How To Find Your Creativity

califsunsetjan

I’m the first to admit I fill my head and my life with noise. It’s deafening sometimes. And when there isn’t noise {like the natural kind that comes with having an active family} I put more noise in my life.

I listen to new Spotify playlists and books on Audible. I listen to Voxer messages and voicemails {who am I kidding, I don’t listen to voicemails.} I flip through Pulse on my iPad and scroll through Instagram on my phone.  I turn on NPR and then when I get home I put on music in the house.

My life, during the normal times of the day when there should be pause — rest — meditation, I fill.

And I wonder why I am having trouble with creativity.

If creativity is a river, which I believe it is, it isn’t always a rushing one. I’m learning that I can either stunt it or I can make space for it. Part of inspiration is my own choice.

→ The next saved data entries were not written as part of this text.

//! Pythonic call syntax: `name(arg, key="value")`, one call per line.
//!
//! Parsing is two steps: a small recursive-descent parser builds a
//! [`CallExpr`], then the expression is bound against a catalog signature.
//! Lines that fail either step are skipped with a warning.

use log::warn;
use serde_json::{Map, Value};

use llama_stream_types::ToolCall;

use super::catalog::{self, ParamType, Signature};
use super::{ToolCallCodec, ToolWhitelist};
use crate::error::ToolCallSyntaxError;

/// Literal argument value.
#[derive(Debug, Clone, PartialEq, Eq)]
pub enum Literal {
    Int(i64),
    Str(String),
}

#[derive(Debug, Clone, PartialEq, Eq)]
pub struct Argument {
    pub name: Option<String>,
    pub value: Literal,
}

/// `identifier(arguments)`
#[derive(Debug, Clone, PartialEq, Eq)]
pub struct CallExpr {
    pub name: String,
    pub args: Vec<Argument>,
}

struct Parser<'a> {
    src: &'a str,
    pos: usize,
}

impl<'a> Parser<'a> {
    fn new(src: &'a str) -> Self {
        Self { src, pos: 0 }
    }

    fn peek(&self) -> Option<char> {
        self.src[self.pos..].chars().next()
    }

    fn bump(&mut self) -> Option<char> {
        let c = self.peek()?;
        self.pos += c.len_utf8();
        Some(c)
    }

    fn skip_ws(&mut self) {
        while matches!(self.peek(), Some(c) if c.is_whitespace()) {
            self.bump();
        }
    }

    fn expect(&mut self, want: char) -> Result<(), String> {
        match self.bump() {
            Some(c) if c == want => Ok(()),
            Some(c) => Err(format!("expected '{want}' at byte {}, found '{c}'", self.pos - c.len_utf8())),
            None => Err(format!("expected '{want}', found end of input")),
        }
    }

    fn is_ident_start(c: char) -> bool {
        c.is_ascii_alphabetic() || c == '_'
    }

    fn ident(&mut self) -> Result<String, String> {
        let start = self.pos;
        match self.peek() {
            Some(c) if Self::is_ident_start(c) => {
                self.bump();
            }
            Some(c) => return Err(format!("expected identifier at byte {start}, found '{c}'")),
            None => return Err("expected identifier, found end of input".to_string()),
        }
        while matches!(self.peek(), Some(c) if c.is_ascii_alphanumeric() || c == '_') {
            self.bump();
        }
        Ok(self.src[start..self.pos].to_string())
    }

    fn string(&mut self, quote: char) -> Result<String, String> {
        self.expect(quote)?;
        let mut out = String::new();
        loop {
            match self.bump() {
                Some(c) if c == quote => return Ok(out),
                Some('\\') => match self.bump() {
                    Some('n') => out.push('\n'),
                    Some('t') => out.push('\t'),
                    Some(c @ ('\\' | '"' | '\'')) => out.push(c),
                    Some(c) => {
                        out.push('\\');
                        out.push(c);
                    }
                    None => return Err("unterminated escape".to_string()),
                },
                Some(c) => out.push(c),
                None => return Err("unterminated string literal".to_string()),
            }
        }
    }

    fn int(&mut self) -> Result<i64, String> {
        let start = self.pos;
        if self.peek() == Some('-') {
            self.bump();
        }
        let digits_start = self.pos;
        while matches!(self.peek(), Some(c) if c.is_ascii_digit()) {
            self.bump();
        }
        if self.pos == digits_start {
            return Err(format!("expected integer at byte {start}"));
        }
        self.src[start..self.pos]
            .parse::<i64>()
            .map_err(|e| format!("bad integer {:?}: {e}", &self.src[start..self.pos]))
    }

    fn literal(&mut self) -> Result<Literal, String> {
        match self.peek() {
            Some(q @ ('"' | '\'')) => self.string(q).map(Literal::Str),
            Some(c) if c == '-' || c.is_ascii_digit() => self.int().map(Literal::Int),
            Some(c) => Err(format!("expected literal at byte {}, found '{c}'", self.pos)),
            None => Err("expected literal, found end of input".to_string()),
        }
    }

    fn argument(&mut self) -> Result<Argument, String> {
        match self.peek() {
            Some(c) if Self::is_ident_start(c) => {
                let name = self.ident()?;
                self.skip_ws();
                self.expect('=')?;
                self.skip_ws();
                let value = self.literal()?;
                Ok(Argument {
                    name: Some(name),
                    value,
                })
            }
            _ => Ok(Argument {
                name: None,
                value: self.literal()?,
            }),
        }
    }

    fn call(&mut self) -> Result<CallExpr, String> {
        self.skip_ws();
        let name = self.ident()?;
        self.skip_ws();
        self.expect('(')?;
        let mut args = Vec::new();
        loop {
            self.skip_ws();
            if self.peek() == Some(')') {
                self.bump();
                break;
            }
            args.push(self.argument()?);
            self.skip_ws();
            match self.bump() {
                Some(',') => continue,
                Some(')') => break,
                Some(c) => return Err(format!("expected ',' or ')', found '{c}'")),
                None => return Err("unterminated argument list".to_string()),
            }
        }
        self.skip_ws();
        if self.pos != self.src.len() {
            return Err(format!("unexpected trailing input {:?}", &self.src[self.pos..]));
        }
        Ok(CallExpr { name, args })
    }
}

/// Parse a single call expression.
pub fn parse_call_expr(src: &str) -> Result<CallExpr, String> {
    Parser::new(src).call()
}

fn literal_to_value(ty: ParamType, literal: Literal) -> Result<Value, String> {
    match (ty, literal) {
        (ParamType::Index, Literal::Int(n)) => u64::try_from(n)
            .map(Value::from)
            .map_err(|_| format!("expected a non-negative integer, got {n}")),
        (ParamType::Date, Literal::Str(s)) if catalog::is_iso_date(&s) => Ok(Value::String(s)),
        (ParamType::Date, Literal::Str(s)) => Err(format!("expected a YYYY-MM-DD date, got {s:?}")),
        (ParamType::Index, Literal::Str(s)) => Err(format!("expected an integer, got {s:?}")),
        (ParamType::Date, Literal::Int(n)) => Err(format!("expected a quoted date, got {n}")),
    }
}

/// Bind an expression to a signature: positionals first, in declaration
/// order, then named arguments in any order. Arity must be exact.
pub fn bind(expr: CallExpr, sig: &Signature) -> Result<ToolCall, String> {
    let mut arguments = Map::new();
    let mut seen_named = false;
    for (index, arg) in expr.args.into_iter().enumerate() {
        let param = match arg.name {
            Some(ref name) => {
                seen_named = true;
                sig.param(name)
                    .ok_or_else(|| format!("{} has no parameter {name}", sig.name))?
            }
            None if seen_named => {
                return Err("positional argument follows keyword argument".to_string());
            }
            None => sig
                .params
                .get(index)
                .ok_or_else(|| format!("{} takes {} arguments", sig.name, sig.params.len()))?,
        };
        if arguments.contains_key(param.name) {
            return Err(format!("duplicate argument {}", param.name));
        }
        let value = literal_to_value(param.ty, arg.value).map_err(|e| format!("{}: {e}", param.name))?;
        arguments.insert(param.name.to_string(), value);
    }
    if let Some(missing) = sig.params.iter().find(|p| !arguments.contains_key(p.name)) {
        return Err(format!("{} is missing {}", sig.name, missing.name));
    }
    Ok(ToolCall {
        name: sig.name.to_string(),
        arguments,
    })
}

fn resolve_line(line: &str) -> Result<ToolCall, String> {
    let expr = parse_call_expr(line)?;
    let sig = catalog::lookup(&expr.name).ok_or_else(|| format!("{} is not a known function", expr.name))?;
    bind(expr, sig)
}

fn quote(s: &str) -> String {
    let mut out = String::with_capacity(s.len() + 2);
    out.push('"');
    for c in s.chars() {
        match c {
            '"' => out.push_str("\\\""),
            '\\' => out.push_str("\\\\"),
            '\n' => out.push_str("\\n"),
            '\t' => out.push_str("\\t"),
            c => out.push(c),
        }
    }
    out.push('"');
    out
}

fn render_value(value: &Value) -> String {
    match value {
        Value::String(s) => quote(s),
        other => other.to_string(),
    }
}

/// Codec for models that call tools with Python-like expressions.
#[derive(Debug, Default, Clone, Copy)]
pub struct PythonicCodec;

impl ToolCallCodec for PythonicCodec {
    fn parse(&self, text: &str, _whitelist: &ToolWhitelist) -> Result<Vec<ToolCall>, ToolCallSyntaxError> {
        let mut calls = Vec::new();
        for line in text.trim().lines().map(str::trim).filter(|l| !l.is_empty()) {
            match resolve_line(line) {
                Ok(call) => calls.push(call),
                Err(reason) => warn!("[TOOLS] Dropping tool call {line:?}: {reason}"),
            }
        }
        if calls.is_empty() {
            return Err(ToolCallSyntaxError::new(text));
        }
        Ok(calls)
    }

    fn format(&self, call: &ToolCall) -> String {
        let mut args = Vec::new();
        match catalog::lookup(&call.name) {
            Some(sig) => {
                for param in sig.params {
                    match call.arguments.get(param.name) {
                        Some(value) => args.push(format!("{}={}", param.name, render_value(value))),
                        None => warn!("[TOOLS] {} is not set for tool call {}", param.name, call.name),
                    }
                }
                for key in call.arguments.keys().filter(|k| sig.param(k).is_none()) {
                    warn!("[TOOLS] Ignoring unexpected argument {key} for tool call {}", call.name);
                }
            }
            None => {
                warn!("[TOOLS] Unknown tool call {}, formatting best-effort", call.name);
                for (key, value) in &call.arguments {
                    args.push(format!("{key}={}", render_value(value)));
                }
            }
        }
        format!("{}({})", call.name, args.join(", "))
    }
}

#[cfg(test)]
mod tests {
    use super::*;
    use serde_json::json;

    fn parse(text: &str) -> Result<Vec<ToolCall>, ToolCallSyntaxError> {
        PythonicCodec.parse(text, &ToolWhitelist::default())
    }

    #[test]
    fn test_parse_named_arguments() {
        let calls = parse("getRecentChannelMessages(channelIndex=2, limit=5)").unwrap();
        assert_eq!(calls.len(), 1);
        assert_eq!(calls[0].name, "getRecentChannelMessages");
        assert_eq!(calls[0].arguments["channelIndex"], json!(2));
        assert_eq!(calls[0].arguments["limit"], json!(5));
    }

    #[test]
    fn test_parse_positional_and_single_quotes() {
        let calls = parse("getChannelMessagesRange(3, '2024-01-01', endDate='2024-02-01')").unwrap();
        assert_eq!(calls[0].arguments["channelIndex"], json!(3));
        assert_eq!(calls[0].arguments["startDate"], json!("2024-01-01"));
        assert_eq!(calls[0].arguments["endDate"], json!("2024-02-01"));
    }

    #[test]
    fn test_named_arguments_in_any_order() {
        let calls = parse("getRecentChannelMessages(limit=5,channelIndex=2)").unwrap();
        assert_eq!(calls[0].arguments["channelIndex"], json!(2));
    }

    #[test]
    fn test_unknown_function_is_syntax_error_with_raw_text() {
        let err = parse("unknownFn(x=1)").unwrap_err();
        assert_eq!(err.text, "unknownFn(x=1)");
    }

    #[test]
    fn test_multi_line_keeps_valid_lines() {
        let text = "\ngetRecentChannelMessages(channelIndex=1, limit=10)\nbogus(\ngetRecentChannelMessages(0, 3)\n";
        let calls = parse(text).unwrap();
        assert_eq!(calls.len(), 2);
        assert_eq!(calls[1].arguments["limit"], json!(3));
    }

    #[test]
    fn test_constraint_violations_are_dropped() {
        assert!(parse("getRecentChannelMessages(channelIndex=-1, limit=5)").is_err());
        assert!(parse("getRecentChannelMessages(channelIndex=1)").is_err());
        assert!(parse("getRecentChannelMessages(1, 2, 3)").is_err());
        assert!(parse("getRecentChannelMessages(channelIndex=1, channelIndex=2)").is_err());
        assert!(parse("getChannelMessagesRange(1, \"2024-13-01\", \"2024-01-02\")").is_err());
        assert!(parse("getRecentChannelMessages(limit=1, 2)").is_err());
        assert!(parse("getRecentChannelMessages(channelIndex=\"1\", limit=2)").is_err());
    }

    #[test]
    fn test_trailing_garbage_rejected() {
        assert!(parse("getRecentChannelMessages(1, 2) + 1").is_err());
        assert!(parse_call_expr("f(1").is_err());
        assert!(parse_call_expr("f(x)").is_err());
    }

    #[test]
    fn test_call_expr_ast() {
        let expr = parse_call_expr("f(1, name=\"a\\\"b\")").unwrap();
        assert_eq!(
            expr,
            CallExpr {
                name: "f".to_string(),
                args: vec![
                    Argument { name: None, value: Literal::Int(1) },
                    Argument { name: Some("name".to_string()), value: Literal::Str("a\"b".to_string()) },
                ],
            }
        );
    }

    #[test]
    fn test_format_known_function_in_signature_order() {
        let call = ToolCall::new("getChannelMessagesRange")
            .arg("endDate", "2024-01-31")
            .arg("startDate", "2024-01-01")
            .arg("channelIndex", 4);
        assert_eq!(
            PythonicCodec.format(&call),
            "getChannelMessagesRange(channelIndex=4, startDate=\"2024-01-01\", endDate=\"2024-01-31\")"
        );
    }

    #[test]
    fn test_format_missing_argument_still_emits() {
        let call = ToolCall::new("getRecentChannelMessages").arg("channelIndex", 1);
        assert_eq!(PythonicCodec.format(&call), "getRecentChannelMessages(channelIndex=1)");
    }

    #[test]
    fn test_format_unknown_function_best_effort() {
        let call = ToolCall::new("search").arg("query", "rust").arg("page", 2);
        assert_eq!(PythonicCodec.format(&call), "search(page=2, query=\"rust\")");
    }

    #[test]
    fn test_round_trip() {
        let calls = [
            ToolCall::new("getRecentChannelMessages").arg("channelIndex", 2).arg("limit", 5),
            ToolCall::new("getChannelMessagesRange")
                .arg("channelIndex", 0)
                .arg("startDate", "2023-12-31")
                .arg("endDate", "2024-02-29"),
        ];
        for call in calls {
            let parsed = parse(&PythonicCodec.format(&call)).unwrap();
            assert_eq!(parsed, vec![call]);
        }
    }
}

I’ve begun to understand that for me to engage in writing to any degree of frequency or quality, I need to have time and space to think.

I need to have that time and space to think that I haven’t filled with other noise, to clear off the proverbial table of all the clutter and make room for new thoughts.

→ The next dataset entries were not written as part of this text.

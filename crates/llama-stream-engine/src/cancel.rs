use std::sync::atomic::{AtomicBool, Ordering};
use std::sync::Arc;

/// Process-wide, idempotent cancellation signal.
///
/// Clones share the same flag. Once set it stays set.
#[derive(Debug, Clone, Default)]
pub struct CancellationToken(Arc<AtomicBool>);

impl CancellationToken {
    pub fn new() -> Self {
        Self::default()
    }

    /// Set the flag. Returns `true` only for the call that actually set it.
    pub fn cancel(&self) -> bool {
        !self.0.swap(true, Ordering::SeqCst)
    }

    pub fn is_cancelled(&self) -> bool {
        self.0.load(Ordering::SeqCst)
    }
}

I need to make room for words and ideas to form and flourish.

Years ago I used to run in the mornings without any music, without any phone, and without any distraction at all. And there were very few mornings that I wouldn’t come back from my 45-60 minutes out without a great idea or two.

God spoke to me so much clearer then.

I think some creativity is God-speaking and some is inside-inspiration. Maybe it’s all a mixture of both, but even so, for us to be creative we must create space.

The last month and a half has been pretty much devoid of any creativity with traction in my life. My writing has been, well, invisible and my thoughts have been filled with which emails demand the quickest response. I’ve realized, I have no time to think.

Create space to create creativity.

Make room to think for more thoughts. 

Tune out other words so that new ones will form.

Turn off the music and maybe a new poem can be written.